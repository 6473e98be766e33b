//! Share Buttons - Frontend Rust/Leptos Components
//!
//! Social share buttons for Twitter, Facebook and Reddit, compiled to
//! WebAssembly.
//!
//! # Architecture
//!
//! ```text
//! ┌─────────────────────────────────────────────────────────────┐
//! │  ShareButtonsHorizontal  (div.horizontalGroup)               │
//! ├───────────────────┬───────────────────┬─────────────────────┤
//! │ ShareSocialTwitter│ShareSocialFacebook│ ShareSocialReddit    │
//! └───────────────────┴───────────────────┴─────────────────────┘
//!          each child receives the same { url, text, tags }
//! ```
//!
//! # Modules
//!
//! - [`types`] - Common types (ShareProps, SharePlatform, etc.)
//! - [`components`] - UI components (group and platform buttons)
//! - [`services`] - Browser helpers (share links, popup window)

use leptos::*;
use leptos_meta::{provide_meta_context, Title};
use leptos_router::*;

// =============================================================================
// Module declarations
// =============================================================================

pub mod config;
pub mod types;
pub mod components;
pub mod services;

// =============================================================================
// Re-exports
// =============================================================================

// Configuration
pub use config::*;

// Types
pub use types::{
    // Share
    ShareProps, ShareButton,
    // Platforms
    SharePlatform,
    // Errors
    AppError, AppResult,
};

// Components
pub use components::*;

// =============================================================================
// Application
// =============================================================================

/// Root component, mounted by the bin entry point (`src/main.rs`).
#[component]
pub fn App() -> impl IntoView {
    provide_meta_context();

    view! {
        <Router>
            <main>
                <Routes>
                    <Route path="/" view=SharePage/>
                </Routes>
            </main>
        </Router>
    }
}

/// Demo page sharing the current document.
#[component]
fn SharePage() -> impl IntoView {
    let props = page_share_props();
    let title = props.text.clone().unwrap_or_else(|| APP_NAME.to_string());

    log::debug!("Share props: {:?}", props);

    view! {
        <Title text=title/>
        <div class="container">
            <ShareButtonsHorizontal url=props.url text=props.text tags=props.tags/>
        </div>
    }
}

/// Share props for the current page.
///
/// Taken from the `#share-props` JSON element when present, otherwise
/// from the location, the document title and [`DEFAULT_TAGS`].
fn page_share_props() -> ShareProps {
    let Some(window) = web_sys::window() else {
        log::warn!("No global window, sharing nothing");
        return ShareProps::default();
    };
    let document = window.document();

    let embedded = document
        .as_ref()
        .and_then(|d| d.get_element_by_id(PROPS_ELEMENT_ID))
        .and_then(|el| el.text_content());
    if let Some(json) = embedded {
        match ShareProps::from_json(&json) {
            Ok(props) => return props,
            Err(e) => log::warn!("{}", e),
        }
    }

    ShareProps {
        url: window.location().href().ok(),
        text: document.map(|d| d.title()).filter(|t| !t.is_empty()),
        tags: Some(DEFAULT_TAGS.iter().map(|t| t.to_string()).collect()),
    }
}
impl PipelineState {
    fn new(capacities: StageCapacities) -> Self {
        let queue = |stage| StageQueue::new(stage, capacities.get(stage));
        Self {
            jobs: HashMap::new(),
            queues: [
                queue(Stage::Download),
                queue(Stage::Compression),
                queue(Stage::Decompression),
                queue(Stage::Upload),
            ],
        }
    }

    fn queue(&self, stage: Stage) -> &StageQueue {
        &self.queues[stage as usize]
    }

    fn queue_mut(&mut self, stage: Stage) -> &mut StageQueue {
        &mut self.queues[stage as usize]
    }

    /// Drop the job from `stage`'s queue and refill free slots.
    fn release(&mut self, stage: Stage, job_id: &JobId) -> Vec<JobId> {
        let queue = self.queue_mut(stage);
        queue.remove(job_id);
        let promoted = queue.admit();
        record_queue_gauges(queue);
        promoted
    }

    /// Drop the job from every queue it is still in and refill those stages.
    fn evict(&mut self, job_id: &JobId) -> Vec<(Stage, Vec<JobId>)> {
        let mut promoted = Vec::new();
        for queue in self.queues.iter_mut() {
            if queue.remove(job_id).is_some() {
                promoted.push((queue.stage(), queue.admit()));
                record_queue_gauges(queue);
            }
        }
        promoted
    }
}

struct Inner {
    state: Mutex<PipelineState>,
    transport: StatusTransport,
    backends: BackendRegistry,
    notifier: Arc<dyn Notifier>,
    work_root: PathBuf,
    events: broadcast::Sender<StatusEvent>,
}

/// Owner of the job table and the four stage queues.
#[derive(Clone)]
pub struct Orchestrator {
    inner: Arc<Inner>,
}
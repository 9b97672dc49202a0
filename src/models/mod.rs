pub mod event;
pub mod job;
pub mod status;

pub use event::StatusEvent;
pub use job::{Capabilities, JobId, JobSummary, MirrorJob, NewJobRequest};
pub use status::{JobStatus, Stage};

☆ ☆ ☆ ☆ ☆

- EXERCISE DIRECTIONS
All of the material must appear again, exactly as given.

- ANSWER SPACE
repository 6473e98be766e33b
//! Share Buttons - Frontend Rust/Leptos Components
//!
//! Social share buttons for Twitter, Facebook and Reddit, compiled to
//! WebAssembly.
//!
//! # Architecture
//!
//! ```text
//! ┌─────────────────────────────────────────────────────────────┐
//! │  ShareButtonsHorizontal  (div.horizontalGroup)               │
//! ├───────────────────┬───────────────────┬─────────────────────┤
//! │ ShareSocialTwitter│ShareSocialFacebook│ ShareSocialReddit    │
//! └───────────────────┴───────────────────┴─────────────────────┘
//!          each child receives the same { url, text, tags }
//! ```
//!
//! # Modules
//!
//! - [`types`] - Common types (ShareProps, SharePlatform, etc.)
//! - [`components`] - UI components (group and platform buttons)
//! - [`services`] - Browser helpers (share links, popup window)

use leptos::*;
use leptos_meta::{provide_meta_context, Title};
use leptos_router::*;

// =============================================================================
// Module declarations
// =============================================================================

pub mod config;
pub mod types;
pub mod components;
pub mod services;

// =============================================================================
// Re-exports
// =============================================================================

// Configuration
pub use config::*;

// Types
pub use types::{
    // Share
    ShareProps, ShareButton,
    // Platforms
    SharePlatform,
    // Errors
    AppError, AppResult,
};

// Components
pub use components::*;

// =============================================================================
// Application
// =============================================================================

/// Root component, mounted by the bin entry point (`src/main.rs`).
#[component]
pub fn App() -> impl IntoView {
    provide_meta_context();

    view! {
        <Router>
            <main>
                <Routes>
                    <Route path="/" view=SharePage/>
                </Routes>
            </main>
        </Router>
    }
}

/// Demo page sharing the current document.
#[component]
fn SharePage() -> impl IntoView {
    let props = page_share_props();
    let title = props.text.clone().unwrap_or_else(|| APP_NAME.to_string());

    log::debug!("Share props: {:?}", props);

    view! {
        <Title text=title/>
        <div class="container">
            <ShareButtonsHorizontal url=props.url text=props.text tags=props.tags/>
        </div>
    }
}

/// Share props for the current page.
///
/// Taken from the `#share-props` JSON element when present, otherwise
/// from the location, the document title and [`DEFAULT_TAGS`].
fn page_share_props() -> ShareProps {
    let Some(window) = web_sys::window() else {
        log::warn!("No global window, sharing nothing");
        return ShareProps::default();
    };
    let document = window.document();

    let embedded = document
        .as_ref()
        .and_then(|d| d.get_element_by_id(PROPS_ELEMENT_ID))
        .and_then(|el| el.text_content());
    if let Some(json) = embedded {
        match ShareProps::from_json(&json) {
            Ok(props) => return props,
            Err(e) => log::warn!("{}", e),
        }
    }

    ShareProps {
        url: window.location().href().ok(),
        text: document.map(|d| d.title()).filter(|t| !t.is_empty()),
        tags: Some(DEFAULT_TAGS.iter().map(|t| t.to_string()).collect()),
    }
}
impl PipelineState {
    fn new(capacities: StageCapacities) -> Self {
        let queue = |stage| StageQueue::new(stage, capacities.get(stage));
        Self {
            jobs: HashMap::new(),
            queues: [
                queue(Stage::Download),
                queue(Stage::Compression),
                queue(Stage::Decompression),
                queue(Stage::Upload),
            ],
        }
    }

    fn queue(&self, stage: Stage) -> &StageQueue {
        &self.queues[stage as usize]
    }

    fn queue_mut(&mut self, stage: Stage) -> &mut StageQueue {
        &mut self.queues[stage as usize]
    }

    /// Drop the job from `stage`'s queue and refill free slots.
    fn release(&mut self, stage: Stage, job_id: &JobId) -> Vec<JobId> {
        let queue = self.queue_mut(stage);
        queue.remove(job_id);
        let promoted = queue.admit();
        record_queue_gauges(queue);
        promoted
    }

    /// Drop the job from every queue it is still in and refill those stages.
    fn evict(&mut self, job_id: &JobId) -> Vec<(Stage, Vec<JobId>)> {
        let mut promoted = Vec::new();
        for queue in self.queues.iter_mut() {
            if queue.remove(job_id).is_some() {
                promoted.push((queue.stage(), queue.admit()));
                record_queue_gauges(queue);
            }
        }
        promoted
    }
}

struct Inner {
    state: Mutex<PipelineState>,
    transport: StatusTransport,
    backends: BackendRegistry,
    notifier: Arc<dyn Notifier>,
    work_root: PathBuf,
    events: broadcast::Sender<StatusEvent>,
}

/// Owner of the job table and the four stage queues.
#[derive(Clone)]
pub struct Orchestrator {
    inner: Arc<Inner>,
}
repository 9b97672dc49202a0
filename src/models/mod.rs
pub mod event;
pub mod job;
pub mod status;

pub use event::StatusEvent;
pub use job::{Capabilities, JobId, JobSummary, MirrorJob, NewJobRequest};
pub use status::{JobStatus, Stage};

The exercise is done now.